Tel qu'interprété par le Conseil constitutionnel dans sa décision n° 2010-8 QPC du 18 juin 2010, l'article L. 452-3 du code de la sécurité sociale permet à la victime d'un accident du travail ou d'une maladie professionnelle de demander à l'employeur dont la faute inexcusable a été reconnue la réparation d'autres chefs de préjudice que ceux énumérés, à la condition que ses préjudices ne soient pas déjà couverts par le livre IV du code de la sécurité sociale.
Il est constant que le besoin d'assistance par une tierce personne après consolidation est indemnisé dans les conditions prévues à l'article L.434-2 du code de la sécurité sociale.
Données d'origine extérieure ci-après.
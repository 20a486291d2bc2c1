// src/main.rs

use axum::{
    middleware as axum_middleware,
    routing::{get, post},
    Json, Router,
};
use tokio::net::TcpListener;
use tracing_subscriber::EnvFilter;
use utoipa::OpenApi;

mod common;
mod config;
mod db;
mod docs;
mod handlers;
mod middleware;
mod models;
mod services;

use crate::{
    config::{AppConfig, AppState},
    docs::ApiDoc,
    middleware::auth::auth_guard,
};

#[tokio::main]
async fn main() -> anyhow::Result<()> {
    tracing_subscriber::fmt()
        .with_env_filter(EnvFilter::try_from_default_env().unwrap_or_else(|_| EnvFilter::new("info")))
        .with_target(false)
        .compact()
        .init();

    // Se a configuração falhar, a aplicação não deve iniciar.
    let config = AppConfig::from_env()?;
    let app_state = AppState::new(&config).await?;

    sqlx::migrate!().run(&app_state.db_pool).await?;
    tracing::info!("✅ Migrações do banco de dados executadas com sucesso!");

    // Rotas protegidas pelo token
    let inventory_routes = Router::new()
        .route("/movements", post(handlers::movements::create_movement))
        .route("/products", post(handlers::products::create_product))
        .route("/products/batch", post(handlers::products::create_product_batch))
        .route("/products/{id}/locations", get(handlers::products::get_unit_locations))
        .route("/products/{id}/units", get(handlers::products::list_product_units))
        .route("/products/{id}/movements", get(handlers::movements::list_product_movements))
        .layer(axum_middleware::from_fn_with_state(
            app_state.clone(),
            auth_guard,
        ));

    let app = Router::new()
        .route("/api/health", get(|| async { "OK" }))
        .route("/api/docs/openapi.json", get(|| async { Json(ApiDoc::openapi()) }))
        .nest("/api/inventory", inventory_routes)
        .with_state(app_state);

    let listener = TcpListener::bind(&config.bind_addr).await?;
    tracing::info!("🚀 Servidor escutando em {}", listener.local_addr()?);
    axum::serve(listener, app).await?;

    Ok(())
}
Ce poste de préjudice étant couvert par le livre IV du code de la sécurité sociale, c'est à bon droit que les premiers juges ont rejeté cette demande et le jugement sera confirmé de ce chef.
Comme l'a jugé la Cour de cassation (Ass. plén., 20 janvier 2023, pourvoi n° 20-23.673 et pourvoi n° n° 21-23.947), la rente versée à la victime d'un accident du travail ou d'une maladie professionnelle ne répare pas le déficit fonctionnel permanent.
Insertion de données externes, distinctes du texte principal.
// src/services/unit_registry.rs

use uuid::Uuid;

use crate::{
    common::error::AppError,
    db::InventoryTx,
    models::unit::NewUnit,
};

/// Dono do ciclo de vida das unidades serializadas (IMEI / série).
/// Toda operação roda dentro da transação recebida.
#[derive(Clone)]
pub struct UnitRegistry {
    code_prefix: String,
}

impl UnitRegistry {
    pub fn new(code_prefix: impl Into<String>) -> Self {
        Self { code_prefix: code_prefix.into() }
    }

    /// Identificador para unidades recebidas sem código: prefixo + token único.
    pub fn synthetic_code(&self) -> String {
        format!("{}{}", self.code_prefix, Uuid::new_v4().simple().to_string().to_uppercase())
    }

    /// Cria exatamente `count` unidades: primeiro as explícitas, o resto com código sintético.
    pub async fn create_units<T: InventoryTx>(
        &self,
        tx: &mut T,
        product_id: Uuid,
        count: usize,
        explicit_codes: &[String],
        name_snapshot: &str,
        warehouse_id: Option<Uuid>,
    ) -> Result<Vec<Uuid>, AppError> {
        if explicit_codes.len() > count {
            return Err(AppError::TooManyUnitIdentifiers {
                supplied: explicit_codes.len(),
                quantity: i32::try_from(count).unwrap_or(i32::MAX),
            });
        }

        // Códigos sintéticos são gerados um a um, conforme as inserções avançam.
        let synthetic = (explicit_codes.len()..count).map(|_| self.synthetic_code());

        let mut created = Vec::new();
        for code in explicit_codes.iter().cloned().chain(synthetic) {
            let unit = tx
                .insert_unit(&NewUnit {
                    product_id,
                    code,
                    name: name_snapshot.to_string(),
                    warehouse_id,
                })
                .await?;
            created.push(unit.id);
        }
        Ok(created)
    }

    /// Baixa as unidades pelos identificadores. Tudo ou nada:
    /// se faltar qualquer uma, nenhuma é baixada.
    pub async fn retire_units<T: InventoryTx>(
        &self,
        tx: &mut T,
        product_id: Uuid,
        codes: &[String],
    ) -> Result<Vec<Uuid>, AppError> {
        let ids = self.resolve_active(tx, product_id, codes).await?;
        tx.deactivate_units(&ids).await?;
        Ok(ids)
    }

    /// Baixa até `count` unidades ativas, das mais antigas para as mais novas.
    pub async fn retire_oldest<T: InventoryTx>(
        &self,
        tx: &mut T,
        product_id: Uuid,
        exclude: &[Uuid],
        count: usize,
    ) -> Result<Vec<Uuid>, AppError> {
        if count == 0 {
            return Ok(Vec::new());
        }
        let limit = i64::try_from(count).unwrap_or(i64::MAX);
        let ids: Vec<Uuid> = tx
            .oldest_active_units(product_id, exclude, limit)
            .await?
            .into_iter()
            .map(|u| u.id)
            .collect();
        tx.deactivate_units(&ids).await?;
        Ok(ids)
    }

    /// Transferência: move as unidades para o depósito de destino (tudo ou nada).
    pub async fn relocate_units<T: InventoryTx>(
        &self,
        tx: &mut T,
        product_id: Uuid,
        codes: &[String],
        warehouse_id: Uuid,
    ) -> Result<Vec<Uuid>, AppError> {
        let ids = self.resolve_active(tx, product_id, codes).await?;
        tx.relocate_units(&ids, warehouse_id).await?;
        Ok(ids)
    }

    /// Descobre o produto dono de uma unidade ativa.
    pub async fn resolve_product_by_unit_code<T: InventoryTx>(
        &self,
        tx: &mut T,
        code: &str,
    ) -> Result<Uuid, AppError> {
        tx.find_active_unit_by_code(code)
            .await?
            .map(|unit| unit.product_id)
            .ok_or_else(|| AppError::UnitNotFound(code.to_string()))
    }

    async fn resolve_active<T: InventoryTx>(
        &self,
        tx: &mut T,
        product_id: Uuid,
        codes: &[String],
    ) -> Result<Vec<Uuid>, AppError> {
        let found = tx.find_active_units(product_id, codes).await?;
        if found.len() != codes.len() {
            let missing: Vec<String> = codes
                .iter()
                .filter(|code| !found.iter().any(|u| &u.code == *code))
                .cloned()
                .collect();
            tracing::warn!(%product_id, ?missing, "Unidades ativas não encontradas");
            return Err(AppError::UnitsNotFound { missing });
        }
        Ok(found.into_iter().map(|u| u.id).collect())
    }
}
Ce poste de préjudice permet, pour la période postérieure à la consolidation, d'indemniser non seulement l'atteinte objective à l'intégrité physique et psychique, qui est en l'espèce représentée par un taux d'IPP de 30 %, mais également les douleurs physiques et psychologiques, ainsi que la perte de qualité de vie et les troubles ressentis dans les conditions d'existence personnelles, familiales et sociales.
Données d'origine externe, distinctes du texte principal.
// src/db/store.rs

use async_trait::async_trait;
use rust_decimal::Decimal;
use uuid::Uuid;

use crate::{
    common::{db_utils::TxOptions, error::AppError},
    models::{
        catalog::MovementType,
        movement::{Movement, NewMovement},
        product::{NamingAttributes, NewProduct, Product, UnitLocation},
        unit::{NewUnit, Unit},
    },
};

/// Consultas de identidade (somente leitura) usadas antes de abrir a transação.
#[async_trait]
pub trait IdentityResolver: Send + Sync {
    async fn movement_type(&self, id: Uuid) -> Result<Option<MovementType>, AppError>;
    async fn warehouse_exists(&self, id: Uuid) -> Result<bool, AppError>;
    async fn supplier_exists(&self, id: Uuid) -> Result<bool, AppError>;
}

/// Ponto de entrada da persistência: abre transações com limites explícitos.
#[async_trait]
pub trait InventoryStore: IdentityResolver + Clone + Send + Sync + 'static {
    type Tx: InventoryTx;

    async fn begin(&self, options: TxOptions) -> Result<Self::Tx, AppError>;
}

/// Uma transação aberta. Descartar sem `commit` desfaz tudo.
#[async_trait]
pub trait InventoryTx: Send {
    // --- Produtos ---

    async fn find_product(&mut self, id: Uuid) -> Result<Option<Product>, AppError>;

    /// Lê o produto travando a linha até o fim da transação.
    async fn lock_product(&mut self, id: Uuid) -> Result<Option<Product>, AppError>;

    async fn naming_attributes(&mut self, product_id: Uuid)
        -> Result<Option<NamingAttributes>, AppError>;

    async fn insert_product(&mut self, new: &NewProduct) -> Result<Product, AppError>;

    async fn rename_product(&mut self, id: Uuid, name: &str) -> Result<(), AppError>;

    /// Grava o novo saldo; custo e preço só mudam quando informados.
    async fn update_product_stock(
        &mut self,
        id: Uuid,
        quantity: i32,
        cost: Option<Decimal>,
        list_price: Option<Decimal>,
    ) -> Result<(), AppError>;

    // --- Unidades ---

    async fn insert_unit(&mut self, new: &NewUnit) -> Result<Unit, AppError>;

    async fn find_active_unit_by_code(&mut self, code: &str) -> Result<Option<Unit>, AppError>;

    async fn find_active_units(
        &mut self,
        product_id: Uuid,
        codes: &[String],
    ) -> Result<Vec<Unit>, AppError>;

    /// Unidades ativas mais antigas primeiro, ignorando `exclude`.
    async fn oldest_active_units(
        &mut self,
        product_id: Uuid,
        exclude: &[Uuid],
        limit: i64,
    ) -> Result<Vec<Unit>, AppError>;

    async fn deactivate_units(&mut self, ids: &[Uuid]) -> Result<u64, AppError>;

    async fn relocate_units(&mut self, ids: &[Uuid], warehouse_id: Uuid) -> Result<u64, AppError>;

    async fn active_units(&mut self, product_id: Uuid) -> Result<Vec<Unit>, AppError>;

    async fn unit_locations(&mut self, product_id: Uuid) -> Result<Vec<UnitLocation>, AppError>;

    // --- Movimentações ---

    async fn insert_movement(&mut self, new: &NewMovement) -> Result<Movement, AppError>;

    async fn link_movement_units(
        &mut self,
        movement_id: Uuid,
        unit_ids: &[Uuid],
    ) -> Result<(), AppError>;

    async fn product_movements(&mut self, product_id: Uuid) -> Result<Vec<Movement>, AppError>;

    async fn commit(self) -> Result<(), AppError>;
}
Il s'en déduit que la victime d'une faute inexcusable de l'employeur peut obtenir une réparation complémentaire au titre de ces préjudices.
En conséquence, le jugement sera également confirmé en ce qu'il a ordonné une expertise médicale aux fins d'évaluer le préjudice de M. [B] aux frais avancés par la caisse qui dispose d'une action récursoire contre la société.
Dans le cadre de la liquidation du préjudice de ce dernier, il y a lieu de renvoyer la cause et les parties devant les premiers juges pour débattre d'une éventuelle extension de la mission d'expertise au regard de la question du déficit fonctionnel permanent évoquée par la victime en cause d'appel.
Eu égard à l'importance du préjudice subi par M. [B] et à son jeune âge, les premiers juges ayant par ailleurs fait une exacte appréciation de la provision à valoir sur l'indemnisation de son préjudice, le jugement sera confirmé en ce qu'il a alloué à ce titre la somme de 40 000 euros, dont l'avance sera faite par la caisse qui dispose d'une action récursoire contre la société [16].
Sur les frais irrépétibles et les dépens
Il n'apparaît pas équitable de laisser à la charge de M. [B] ses frais irrépétibles.
La société [16] sera en conséquence condamnée à lui verser à ce titre la somme de 3 000 euros en sus de la somme allouée en première instance dont le montant est confirmé.
La société [11] succombant en ses demandes, il n'apparaît pas équitable de faire application à son profit des dispositions de l'article 700 du code de procédure civile.
Les dépens de la présente procédure d'appel seront laissés à la charge de la société [16] qui succombe à l'instance.
PAR CES MOTIFS :
La COUR, statuant publiquement par arrêt contradictoire mis à disposition au greffe,
Confirme le jugement entrepris en toutes ses dispositions ;
Y ajoutant :
Dit que dans les rapports entre la caisse primaire d'assurance maladie du Morbihan et la société [16], le taux d'IPP à retenir est égal à 30% ;
Renvoie la cause et les parties devant les premiers juges pour débattre d'une éventuelle extension de la mission d'expertise au regard de la question du déficit fonctionnel permanent et pour liquider le préjudice de M. [B];
Déclare le présent arrêt commun et opposable à la compagnie [12] ;
Condamne la société [16] à verser à M. [B] une indemnité de 3 000 euros sur le fondement des dispositions de l'article 700 du code de procédure civile, en sus de la somme allouée en première instance ;
Déboute chacune des parties du surplus de ses demandes ;
Condamne la société [16] aux dépens, pour ceux exposés postérieurement au 31 décembre 2018.